A UTAD em Cabo Verde
Em Março, uma comitiva da UTAD deslocou-se a Cabo Verde, onde assinou um protocolo de cooperação com a Universidade de Cabo Verde (Uni-CV) e teve reuniões com o titular da pasta da Educação e com o ministro-adjunto do primeiro-ministro para a Juventude e Desporto. A universidade portuguesa vai apoiar no reforço do desporto do país e no lançamento do curso de engenharia informática.
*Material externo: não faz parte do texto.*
use thiserror::Error;
use uuid::Uuid;

/// Domain-level error taxonomy.
#[derive(Error, Debug)]
pub enum DomainError {
    /// Caller-fixable input error.
    #[error("Validation error: {0}")]
    ValidationError(String),

    #[error("Order not found: {0}")]
    OrderNotFound(String),

    #[error("Product not found: {0}")]
    ProductNotFound(String),

    #[error("Category not found: {0}")]
    CategoryNotFound(String),

    /// A category still referenced by products cannot be deleted.
    #[error("Category {0} still has products")]
    CategoryInUse(String),

    /// Order items referencing products missing from the catalog.
    #[error("Unknown product ids: {0:?}")]
    UnknownProducts(Vec<Uuid>),

    #[error("Invalid order state: expected {expected}, got {actual}")]
    InvalidState { expected: String, actual: String },

    #[error("Invalid amount: {0}")]
    InvalidAmount(String),

    #[error("Callback signature verification failed")]
    SignatureVerificationFailed,

    #[error("Payment provider error: {0}")]
    PaymentProviderError(String),

    #[error("Object storage error: {0}")]
    StorageError(String),

    #[error("Database error: {0}")]
    DatabaseError(#[from] sqlx::Error),

    #[error("Serialization error: {0}")]
    SerializationError(#[from] serde_json::Error),

    #[error("HTTP request error: {0}")]
    HttpError(#[from] reqwest::Error),

    #[error("Configuration error: {0}")]
    ConfigurationError(String),

    #[error("Internal error: {0}")]
    InternalError(String),
}

pub type DomainResult<T> = Result<T, DomainError>;
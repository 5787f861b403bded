use crate::application::dto::{CategoryResponse, ProductPayload};
use crate::domain::errors::{DomainError, DomainResult};
use crate::domain::value_objects::Money;
use crate::domain::{Category, Product};
use crate::ports::catalog_repository_port::ProductFilter;
use crate::ports::object_storage_port::SignedUpload;
use crate::ports::{CatalogRepositoryPort, ObjectStoragePort};
use std::sync::Arc;
use tracing::info;
use uuid::Uuid;

/// Category and product management.
pub struct CatalogService<C: CatalogRepositoryPort, S: ObjectStoragePort> {
    catalog: Arc<C>,
    storage: Arc<S>,
}

impl<C: CatalogRepositoryPort, S: ObjectStoragePort> CatalogService<C, S> {
    pub fn new(catalog: Arc<C>, storage: Arc<S>) -> Self {
        Self { catalog, storage }
    }

    pub async fn list_categories(&self) -> DomainResult<Vec<CategoryResponse>> {
        let categories = self.catalog.list_categories().await?;
        Ok(categories
            .into_iter()
            .map(CategoryResponse::from_with_count)
            .collect())
    }

    pub async fn create_category(&self, name: String) -> DomainResult<Category> {
        let category = Category::new(name)?;
        self.catalog.insert_category(&category).await?;
        info!("Category created: {} ({})", category.name, category.id);
        Ok(category)
    }

    pub async fn rename_category(&self, id: Uuid, name: String) -> DomainResult<Category> {
        let mut category = self
            .catalog
            .find_category_by_id(id)
            .await?
            .ok_or_else(|| DomainError::CategoryNotFound(id.to_string()))?;

        category.rename(name)?;
        self.catalog.update_category(&category).await?;
        Ok(category)
    }

    pub async fn delete_category(&self, id: Uuid) -> DomainResult<()> {
        self.catalog.delete_category(id).await?;
        info!("Category deleted: {}", id);
        Ok(())
    }

    pub async fn list_products(&self, filter: ProductFilter) -> DomainResult<Vec<Product>> {
        self.catalog.list_products(&filter).await
    }

    pub async fn get_product(&self, id: Uuid) -> DomainResult<Product> {
        self.catalog
            .find_product_by_id(id)
            .await?
            .ok_or_else(|| DomainError::ProductNotFound(id.to_string()))
    }

    pub async fn create_product(&self, payload: ProductPayload) -> DomainResult<Product> {
        self.require_category(payload.category_id).await?;

        let product = Product::new(
            payload.name,
            Money::from_rupiah(payload.price),
            payload.category_id,
            payload.image_url,
        )?;
        self.catalog.insert_product(&product).await?;
        info!("Product created: {} ({})", product.name, product.id);
        Ok(product)
    }

    pub async fn edit_product(&self, id: Uuid, payload: ProductPayload) -> DomainResult<Product> {
        self.require_category(payload.category_id).await?;

        let mut product = self
            .catalog
            .find_product_by_id(id)
            .await?
            .ok_or_else(|| DomainError::ProductNotFound(id.to_string()))?;

        product.update(
            payload.name,
            Money::from_rupiah(payload.price),
            payload.category_id,
            payload.image_url,
        )?;
        self.catalog.update_product(&product).await?;
        Ok(product)
    }

    pub async fn delete_product(&self, id: Uuid) -> DomainResult<()> {
        self.catalog.delete_product(id).await?;
        info!("Product deleted: {}", id);
        Ok(())
    }

    /// A signed one-shot upload slot for a product image.
    pub async fn create_image_upload_url(&self) -> DomainResult<SignedUpload> {
        self.storage.create_signed_upload_url().await
    }

    async fn require_category(&self, id: Uuid) -> DomainResult<()> {
        self.catalog
            .find_category_by_id(id)
            .await?
            .ok_or_else(|| DomainError::CategoryNotFound(id.to_string()))?;
        Ok(())
    }
}
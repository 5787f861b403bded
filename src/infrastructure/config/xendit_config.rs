use serde::{Deserialize, Serialize};
use std::sync::Arc;

/// Xendit payment-provider configuration.
#[derive(Debug, Clone, Serialize, Deserialize)]
pub struct XenditConfig {
    /// Secret API key, sent as the basic-auth username.
    pub api_key: String,

    /// Shared secret for callback signature verification.
    pub callback_token: String,

    /// API base URL.
    pub base_url: String,
}

impl XenditConfig {
    pub fn from_env() -> Arc<Self> {
        Arc::new(Self {
            api_key: std::env::var("XENDIT_API_KEY").expect("XENDIT_API_KEY must be set"),
            callback_token: std::env::var("XENDIT_CALLBACK_TOKEN")
                .expect("XENDIT_CALLBACK_TOKEN must be set"),
            base_url: std::env::var("XENDIT_BASE_URL")
                .unwrap_or_else(|_| "https://api.xendit.co".to_string()),
        })
    }
}
use crate::application::dto::SalesReportResponse;
use crate::domain::errors::DomainResult;
use crate::domain::value_objects::OrderStatusFilter;
use crate::ports::order_repository_port::OrderSummary;
use crate::ports::OrderRepositoryPort;
use std::sync::Arc;

/// Read-only projection over persisted orders. Nothing here is cached;
/// every call recomputes from the store.
pub struct ReportService<R: OrderRepositoryPort> {
    orders: Arc<R>,
}

impl<R: OrderRepositoryPort> ReportService<R> {
    pub fn new(orders: Arc<R>) -> Self {
        Self { orders }
    }

    /// Revenue and status counts. The three reads fan out concurrently
    /// and join before the response is assembled.
    pub async fn sales_report(&self) -> DomainResult<SalesReportResponse> {
        let (total_revenue, total_ongoing_orders, total_completed_orders) = tokio::try_join!(
            self.orders.sum_paid_grand_total(),
            self.orders.count_ongoing(),
            self.orders.count_completed(),
        )?;

        Ok(SalesReportResponse {
            total_revenue,
            total_ongoing_orders,
            total_completed_orders,
        })
    }

    pub async fn list_orders(&self, filter: OrderStatusFilter) -> DomainResult<Vec<OrderSummary>> {
        self.orders.list(filter).await
    }
}
#[cfg(test)]
mod tests {
    use super::*;
    use crate::application::dto::OrderItemInput;
    use crate::application::test_support::{
        seed_product, InMemoryCatalog, InMemoryOrders, StubProvider,
    };
    use crate::domain::value_objects::OrderStatus;

    fn service(
        provider: Arc<StubProvider>,
        orders: Arc<InMemoryOrders>,
        catalog: Arc<InMemoryCatalog>,
    ) -> OrderService<StubProvider, InMemoryOrders, InMemoryCatalog> {
        OrderService::new(provider, orders, catalog)
    }

    fn one_item(product_id: Uuid, quantity: i32) -> CreateOrderRequest {
        CreateOrderRequest {
            items: vec![OrderItemInput {
                product_id,
                quantity,
            }],
        }
    }

    fn paid_callback(order_id: Uuid) -> String {
        format!(
            r#"{{"event":"payment.succeeded","data":{{"reference_id":"{order_id}","payment_method_id":"pm-test-1","amount":22000}}}}"#
        )
    }

    #[tokio::test]
    async fn test_create_order_prices_and_links_payment() {
        let provider = Arc::new(StubProvider::new());
        let orders = Arc::new(InMemoryOrders::new());
        let catalog = Arc::new(InMemoryCatalog::new());
        let product = seed_product(&catalog, "Kopi Susu", 10000);
        let service = service(provider, orders.clone(), catalog);

        let response = service.create_order(one_item(product.id, 2)).await.unwrap();

        assert_eq!(response.order.sub_total, Money::from_rupiah(20000));
        assert_eq!(response.order.tax, Money::from_rupiah(2000));
        assert_eq!(response.order.grand_total, Money::from_rupiah(22000));
        assert_eq!(response.order.status, OrderStatus::AwaitingPayment);
        assert_eq!(response.items.len(), 1);
        assert_eq!(response.items[0].price, Money::from_rupiah(10000));
        assert!(!response.qr_string.is_empty());

        let stored = orders.get(response.order.id).unwrap();
        assert_eq!(stored.payment_method_id.as_deref(), Some("pm-test-1"));
        assert_eq!(stored.external_transaction_id.as_deref(), Some("pr-test-1"));
    }

    #[tokio::test]
    async fn test_create_order_rejects_empty_item_list_without_persistence() {
        let provider = Arc::new(StubProvider::new());
        let orders = Arc::new(InMemoryOrders::new());
        let catalog = Arc::new(InMemoryCatalog::new());
        let service = service(provider.clone(), orders.clone(), catalog);

        let result = service
            .create_order(CreateOrderRequest { items: vec![] })
            .await;

        assert!(matches!(result, Err(DomainError::ValidationError(_))));
        assert_eq!(orders.len(), 0);
        assert_eq!(provider.create_calls(), 0);
    }

    #[tokio::test]
    async fn test_create_order_rejects_zero_quantity() {
        let provider = Arc::new(StubProvider::new());
        let orders = Arc::new(InMemoryOrders::new());
        let catalog = Arc::new(InMemoryCatalog::new());
        let product = seed_product(&catalog, "Kopi Susu", 10000);
        let service = service(provider, orders.clone(), catalog);

        let result = service.create_order(one_item(product.id, 0)).await;

        assert!(matches!(result, Err(DomainError::ValidationError(_))));
        assert_eq!(orders.len(), 0);
    }

    #[tokio::test]
    async fn test_create_order_rejects_unknown_products() {
        let provider = Arc::new(StubProvider::new());
        let orders = Arc::new(InMemoryOrders::new());
        let catalog = Arc::new(InMemoryCatalog::new());
        let product = seed_product(&catalog, "Kopi Susu", 10000);
        let service = service(provider, orders.clone(), catalog);

        let ghost = Uuid::new_v4();
        let request = CreateOrderRequest {
            items: vec![
                OrderItemInput {
                    product_id: product.id,
                    quantity: 1,
                },
                OrderItemInput {
                    product_id: ghost,
                    quantity: 1,
                },
            ],
        };

        match service.create_order(request).await {
            Err(DomainError::UnknownProducts(ids)) => assert_eq!(ids, vec![ghost]),
            other => panic!("expected UnknownProducts, got {other:?}"),
        }
        assert_eq!(orders.len(), 0);
    }

    #[tokio::test]
    async fn test_provider_failure_compensates_persisted_order() {
        let provider = Arc::new(StubProvider::new());
        provider.fail_next_create();
        let orders = Arc::new(InMemoryOrders::new());
        let catalog = Arc::new(InMemoryCatalog::new());
        let product = seed_product(&catalog, "Kopi Susu", 10000);
        let service = service(provider, orders.clone(), catalog);

        let result = service.create_order(one_item(product.id, 1)).await;

        assert!(matches!(result, Err(DomainError::PaymentProviderError(_))));
        // Compensation removed the already-committed order.
        assert_eq!(orders.len(), 0);
    }

    #[tokio::test]
    async fn test_simulate_payment_requires_known_linked_order() {
        let provider = Arc::new(StubProvider::new());
        let orders = Arc::new(InMemoryOrders::new());
        let catalog = Arc::new(InMemoryCatalog::new());
        let product = seed_product(&catalog, "Kopi Susu", 10000);
        let service = service(provider.clone(), orders.clone(), catalog);

        assert!(matches!(
            service.simulate_payment(Uuid::new_v4()).await,
            Err(DomainError::OrderNotFound(_))
        ));

        let response = service.create_order(one_item(product.id, 1)).await.unwrap();
        service.simulate_payment(response.order.id).await.unwrap();
        assert!(provider.was_simulated("pm-test-1"));
    }

    #[tokio::test]
    async fn test_callback_rejects_bad_signature() {
        let provider = Arc::new(StubProvider::new());
        let orders = Arc::new(InMemoryOrders::new());
        let catalog = Arc::new(InMemoryCatalog::new());
        let service = service(provider, orders, catalog);

        let result = service
            .handle_payment_callback(&paid_callback(Uuid::new_v4()), "forged")
            .await;

        assert!(matches!(
            result,
            Err(DomainError::SignatureVerificationFailed)
        ));
    }

    #[tokio::test]
    async fn test_full_lifecycle_create_pay_finish() {
        let provider = Arc::new(StubProvider::new());
        let orders = Arc::new(InMemoryOrders::new());
        let catalog = Arc::new(InMemoryCatalog::new());
        let product = seed_product(&catalog, "Kopi Susu", 10000);
        let service = service(provider, orders.clone(), catalog);

        let response = service.create_order(one_item(product.id, 2)).await.unwrap();
        let order_id = response.order.id;

        // Not paid yet; finishing is premature.
        assert!(!service.check_order_status(order_id).await.unwrap().paid);
        assert!(matches!(
            service.finish_order(order_id).await,
            Err(DomainError::ValidationError(_))
        ));

        service.simulate_payment(order_id).await.unwrap();
        service
            .handle_payment_callback(&paid_callback(order_id), StubProvider::VALID_SIGNATURE)
            .await
            .unwrap();

        assert!(service.check_order_status(order_id).await.unwrap().paid);
        assert_eq!(
            orders.get(order_id).unwrap().status,
            OrderStatus::Processing
        );

        // Replayed callback acks without a second transition.
        service
            .handle_payment_callback(&paid_callback(order_id), StubProvider::VALID_SIGNATURE)
            .await
            .unwrap();

        let finished = service.finish_order(order_id).await.unwrap();
        assert_eq!(finished.status, OrderStatus::Done);

        // Second finish: status is no longer PROCESSING.
        assert!(matches!(
            service.finish_order(order_id).await,
            Err(DomainError::InvalidState { .. })
        ));
        assert!(matches!(
            service.finish_order(Uuid::new_v4()).await,
            Err(DomainError::OrderNotFound(_))
        ));
    }

    #[tokio::test]
    async fn test_callback_for_unknown_event_is_acknowledged() {
        let provider = Arc::new(StubProvider::new());
        let orders = Arc::new(InMemoryOrders::new());
        let catalog = Arc::new(InMemoryCatalog::new());
        let service = service(provider, orders, catalog);

        let body = r#"{"event":"payment.failed","data":{"reference_id":"00000000-0000-0000-0000-000000000000","payment_method_id":null,"amount":null}}"#;
        service
            .handle_payment_callback(body, StubProvider::VALID_SIGNATURE)
            .await
            .unwrap();
    }
}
A UTAD vai também formar professores e quadros para as áreas de engenharia, ciências agrárias e ciências veterinárias no arquipélago e vai colaborar em projectos de investigação para responder aos desafios das alterações climáticas, promovendo a gestão eficiente de água e a utilização de energias renováveis.
“Viemos [de Cabo Verde] com uma ideia fabulosa. Fantástica”, diz o reitor da UTAD ao Expresso das Ilhas. “Vi um Estado organizado, um povo tranquilo, ambicioso, que se faz à luta, que não hesita em sair quando é preciso, em se atirar ao mundo e muito disponível para aceitar a cooperação como algo que no futuro terá resultados positivos para os dois lados”.
Em 2025, como anunciado na edição deste ano, o International Day da UTAD vai dar destaque a Cabo Verde. “Escolhemos Cabo Verde porque é um país exemplar. A seguir, não sei quem será, mas a escolha de Cabo Verde foi tranquila”, resume Emídio Gomes.
Entre uma corrida da cozinha para a sala do restaurante para servir mais uma cachupa, a Cátia atira um “o quarto ano do International Day da UTAD vai ser o melhor de todos, estão a ouvir aqui”. Ri-se. Depois, mais séria, assegura, “vai ser um desafio, mas vamos ser capazes e conseguir dar o nosso melhor”.
Texto originalmente publicado na edição impressa do Expresso das Ilhas nº 1173 de 22 de Maio de 2024.